To do:
Scan the data below for the string "push". Copy every line where it appears.

[Exercise input Boundary: Start]

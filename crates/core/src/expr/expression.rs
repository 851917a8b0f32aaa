use std::fmt;

use anyhow::Result;
use reblessive::tree::Stk;
use serde::{Deserialize, Serialize};

use crate::ctx::Context;
use crate::dbs::Options;
use crate::doc::CursorDoc;
use crate::expr::statements::SelectStatement;
use crate::expr::{
	BinaryOperator, FunctionCall, Idiom, Literal, ObjectEntry, Param, PostfixOperator,
	PrefixOperator,
};
use crate::fnc;
use crate::val::{Number, RecordId, RecordIdKey, Table, Value};

#[derive(Clone, Debug, PartialEq, Serialize, Deserialize)]
pub enum Expr {
	Literal(Literal),
	Param(Param),
	Idiom(Idiom),
	Table(String),
	Prefix {
		op: PrefixOperator,
		expr: Box<Expr>,
	},
	Postfix {
		expr: Box<Expr>,
		op: PostfixOperator,
	},
	Binary {
		left: Box<Expr>,
		op: BinaryOperator,
		right: Box<Expr>,
	},
	FunctionCall(Box<FunctionCall>),
	Select(Box<SelectStatement>),
	/// The value of an aggregate computed over a group of records. Grouped
	/// projections are rewritten to use this in place of aggregate calls.
	#[doc(hidden)]
	#[serde(skip)]
	Aggregate(usize),
}

impl Expr {
	/// A literal expression of the given value
	pub fn literal(v: impl Into<Value>) -> Self {
		match v.into() {
			Value::None => Expr::Literal(Literal::None),
			Value::Null => Expr::Literal(Literal::Null),
			Value::Bool(x) => Expr::Literal(Literal::Bool(x)),
			Value::Number(Number::Int(x)) => Expr::Literal(Literal::Integer(x)),
			Value::Number(Number::Float(x)) => Expr::Literal(Literal::Float(x)),
			Value::Strand(x) => Expr::Literal(Literal::String(x.0)),
			Value::Datetime(x) => Expr::Literal(Literal::Datetime(x)),
			Value::RecordId(x) => Expr::Literal(Literal::RecordId(x)),
			Value::Table(x) => Expr::Table(x.into_string()),
			Value::Array(x) => Expr::Literal(Literal::Array(x.into_iter().map(Expr::literal).collect())),
			Value::Object(x) => Expr::Literal(Literal::Object(
				x.into_iter()
					.map(|(key, v)| ObjectEntry {
						key,
						value: Expr::literal(v),
					})
					.collect(),
			)),
		}
	}

	/// A field path of the current record, such as `name.first`
	pub fn idiom(path: impl Into<Idiom>) -> Self {
		Expr::Idiom(path.into())
	}

	/// A bound parameter, named without the leading `$`
	pub fn param(name: impl Into<String>) -> Self {
		Expr::Param(Param::new(name))
	}

	/// A table name
	pub fn table(name: impl Into<String>) -> Self {
		Expr::Table(name.into())
	}

	/// A record id literal
	pub fn record(table: impl Into<String>, key: impl Into<RecordIdKey>) -> Self {
		Expr::Literal(Literal::RecordId(RecordId::new(table, key)))
	}

	pub fn prefix(op: PrefixOperator, expr: Expr) -> Self {
		Expr::Prefix {
			op,
			expr: Box::new(expr),
		}
	}

	pub fn postfix(expr: Expr, op: PostfixOperator) -> Self {
		Expr::Postfix {
			expr: Box::new(expr),
			op,
		}
	}

	pub fn binary(left: Expr, op: BinaryOperator, right: Expr) -> Self {
		Expr::Binary {
			left: Box::new(left),
			op,
			right: Box::new(right),
		}
	}

	/// A call to a builtin function
	pub fn call(name: impl Into<String>, args: Vec<Expr>) -> Self {
		Expr::FunctionCall(Box::new(FunctionCall::new(name, args)))
	}

	/// A nested SELECT statement
	pub fn select(stmt: SelectStatement) -> Self {
		Expr::Select(Box::new(stmt))
	}

	/// Builds an unparenthesized chain of binary operations, such as
	/// `a OR b AND c`, where AND binds tighter than OR and operators of the
	/// same binding power associate to the left.
	pub fn chain(first: Expr, rest: Vec<(BinaryOperator, Expr)>) -> Self {
		fn reduce(operands: &mut Vec<Expr>, op: BinaryOperator) {
			if let (Some(right), Some(left)) = (operands.pop(), operands.pop()) {
				operands.push(Expr::binary(left, op, right));
			}
		}
		let mut operands = vec![first];
		let mut operators: Vec<BinaryOperator> = Vec::new();
		for (op, expr) in rest {
			while let Some(top) = operators.last().copied() {
				if top.binding_power() < op.binding_power() {
					break;
				}
				operators.pop();
				reduce(&mut operands, top);
			}
			operators.push(op);
			operands.push(expr);
		}
		while let Some(op) = operators.pop() {
			reduce(&mut operands, op);
		}
		operands.pop().unwrap_or(Expr::Literal(Literal::None))
	}

	/// The field name used for this expression when it is projected
	/// without an alias
	pub(crate) fn to_idiom(&self) -> Idiom {
		match self {
			Expr::Idiom(i) => i.clone(),
			Expr::Param(p) => Idiom::field(p.to_string()),
			Expr::FunctionCall(f) => f.to_idiom(),
			x => Idiom::field(x.to_string()),
		}
	}

	/// Process this type returning a computed simple Value
	pub(crate) async fn compute(
		&self,
		stk: &mut Stk,
		ctx: &Context,
		opt: &Options,
		doc: Option<&CursorDoc>,
	) -> Result<Value> {
		let opt = opt.dive(1)?;

		match self {
			Expr::Literal(literal) => literal.compute(stk, ctx, &opt, doc).await,
			Expr::Param(param) => param.compute(ctx, doc),
			Expr::Idiom(idiom) => Ok(idiom.compute(doc)),
			Expr::Table(ident) => Ok(Value::Table(Table::new(ident.clone()))),
			Expr::Prefix {
				op,
				expr,
			} => Self::compute_prefix(stk, ctx, &opt, doc, op, expr).await,
			Expr::Postfix {
				expr,
				op,
			} => Self::compute_postfix(stk, ctx, &opt, doc, expr, op).await,
			Expr::Binary {
				left,
				op,
				right,
			} => Self::compute_binary(stk, ctx, &opt, doc, left, op, right).await,
			Expr::FunctionCall(function_call) => function_call.compute(stk, ctx, &opt, doc).await,
			Expr::Select(select_statement) => {
				select_statement.compute_set(stk, ctx, &opt, doc).await
			}
			Expr::Aggregate(idx) => {
				Ok(doc.and_then(|d| d.aggregates.get(*idx)).cloned().unwrap_or_default())
			}
		}
	}

	async fn compute_prefix(
		stk: &mut Stk,
		ctx: &Context,
		opt: &Options,
		doc: Option<&CursorDoc>,
		op: &PrefixOperator,
		expr: &Expr,
	) -> Result<Value> {
		let res = stk.run(|stk| expr.compute(stk, ctx, opt, doc)).await?;

		match op {
			PrefixOperator::Not => fnc::operate::not(res),
			PrefixOperator::Negate => fnc::operate::neg(res),
		}
	}

	async fn compute_postfix(
		stk: &mut Stk,
		ctx: &Context,
		opt: &Options,
		doc: Option<&CursorDoc>,
		expr: &Expr,
		op: &PostfixOperator,
	) -> Result<Value> {
		let res = stk.run(|stk| expr.compute(stk, ctx, opt, doc)).await?;
		let res = match op {
			PostfixOperator::IsNull => res.is_null(),
			PostfixOperator::IsNotNull => !res.is_null(),
			PostfixOperator::IsVoid => res.is_none(),
			PostfixOperator::IsNotVoid => !res.is_none(),
			PostfixOperator::IsEmpty => res.is_nullish(),
			PostfixOperator::IsNotEmpty => !res.is_nullish(),
		};
		Ok(Value::Bool(res))
	}

	/// Computes one side of a binary operation. A subquery compared against
	/// a single value is reduced to its single output value.
	async fn compute_operand(
		stk: &mut Stk,
		ctx: &Context,
		opt: &Options,
		doc: Option<&CursorDoc>,
		op: &BinaryOperator,
		expr: &Expr,
	) -> Result<Value> {
		match expr {
			Expr::Select(stm) if op.is_comparison() => {
				stk.run(|stk| stm.compute_scalar(stk, ctx, opt, doc)).await
			}
			expr => stk.run(|stk| expr.compute(stk, ctx, opt, doc)).await,
		}
	}

	async fn compute_binary(
		stk: &mut Stk,
		ctx: &Context,
		opt: &Options,
		doc: Option<&CursorDoc>,
		left: &Expr,
		op: &BinaryOperator,
		right: &Expr,
	) -> Result<Value> {
		let left = Self::compute_operand(stk, ctx, opt, doc, op, left).await?;

		match op {
			BinaryOperator::Or => {
				if left.is_truthy() {
					return Ok(left);
				}
				return stk.run(|stk| right.compute(stk, ctx, opt, doc)).await;
			}
			BinaryOperator::And => {
				if !left.is_truthy() {
					return Ok(left);
				}
				return stk.run(|stk| right.compute(stk, ctx, opt, doc)).await;
			}
			_ => (),
		}

		let right = Self::compute_operand(stk, ctx, opt, doc, op, right).await?;

		match op {
			BinaryOperator::Equal => fnc::operate::equal(&left, &right),
			BinaryOperator::NotEqual => fnc::operate::not_equal(&left, &right),
			BinaryOperator::LessThan => fnc::operate::less_than(&left, &right),
			BinaryOperator::LessThanEqual => fnc::operate::less_than_or_equal(&left, &right),
			BinaryOperator::MoreThan => fnc::operate::more_than(&left, &right),
			BinaryOperator::MoreThanEqual => fnc::operate::more_than_or_equal(&left, &right),
			BinaryOperator::Inside => fnc::operate::inside(&left, &right),
			BinaryOperator::NotInside => fnc::operate::not_inside(&left, &right),
			BinaryOperator::Or | BinaryOperator::And => fail!("Unexpected short-circuit operator"),
		}
	}
}

impl fmt::Display for Expr {
	fn fmt(&self, f: &mut fmt::Formatter) -> fmt::Result {
		// Nested operations which bind more loosely than their parent are
		// wrapped in parentheses
		fn operand(f: &mut fmt::Formatter, expr: &Expr, parent: &BinaryOperator) -> fmt::Result {
			match expr {
				Expr::Binary {
					op,
					..
				} if op.binding_power() <= parent.binding_power() => write!(f, "({expr})"),
				expr => write!(f, "{expr}"),
			}
		}
		match self {
			Expr::Literal(x) => write!(f, "{x}"),
			Expr::Param(x) => write!(f, "{x}"),
			Expr::Idiom(x) => write!(f, "{x}"),
			Expr::Table(x) => f.write_str(x),
			Expr::Prefix {
				op,
				expr,
			} => match expr.as_ref() {
				Expr::Binary {
					..
				} => write!(f, "{op}({expr})"),
				expr => write!(f, "{op}{expr}"),
			},
			Expr::Postfix {
				expr,
				op,
			} => match expr.as_ref() {
				Expr::Binary {
					..
				} => write!(f, "({expr}) {op}"),
				expr => write!(f, "{expr} {op}"),
			},
			Expr::Binary {
				left,
				op,
				right,
			} => {
				operand(f, left, op)?;
				write!(f, " {op} ")?;
				operand(f, right, op)
			}
			Expr::FunctionCall(x) => write!(f, "{x}"),
			Expr::Select(x) => write!(f, "({x})"),
			Expr::Aggregate(x) => write!(f, "_a{x}"),
		}
	}
}

#[cfg(test)]
mod tests {
	use super::*;

	#[test]
	fn chain_binds_and_tighter_than_or() {
		// a = 1 OR b = 2 AND c = 3
		let expr = Expr::chain(
			Expr::idiom("a"),
			vec![
				(BinaryOperator::Equal, Expr::literal(1)),
				(BinaryOperator::Or, Expr::idiom("b")),
				(BinaryOperator::Equal, Expr::literal(2)),
				(BinaryOperator::And, Expr::idiom("c")),
				(BinaryOperator::Equal, Expr::literal(3)),
			],
		);
		let expected = Expr::binary(
			Expr::binary(Expr::idiom("a"), BinaryOperator::Equal, Expr::literal(1)),
			BinaryOperator::Or,
			Expr::binary(
				Expr::binary(Expr::idiom("b"), BinaryOperator::Equal, Expr::literal(2)),
				BinaryOperator::And,
				Expr::binary(Expr::idiom("c"), BinaryOperator::Equal, Expr::literal(3)),
			),
		);
		assert_eq!(expr, expected);
		assert_eq!(expr.to_string(), "a = 1 OR b = 2 AND c = 3");
	}

	#[test]
	fn chain_is_left_associative() {
		let expr = Expr::chain(
			Expr::idiom("a"),
			vec![(BinaryOperator::Or, Expr::idiom("b")), (BinaryOperator::Or, Expr::idiom("c"))],
		);
		assert_eq!(expr.to_string(), "(a OR b) OR c");
	}

	#[test]
	fn projected_names() {
		assert_eq!(Expr::idiom("name.first").to_idiom().to_string(), "name.first");
		assert_eq!(Expr::call("count", vec![]).to_idiom().to_string(), "count");
		let expr = Expr::call("string::len", vec![Expr::idiom("name")]);
		assert_eq!(expr.to_string(), "string::len(name)");
	}
}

[Exercise input Boundary: End]

The answer:
				operands.push(Expr::binary(left, op, right));
			operators.push(op);
			operands.push(expr);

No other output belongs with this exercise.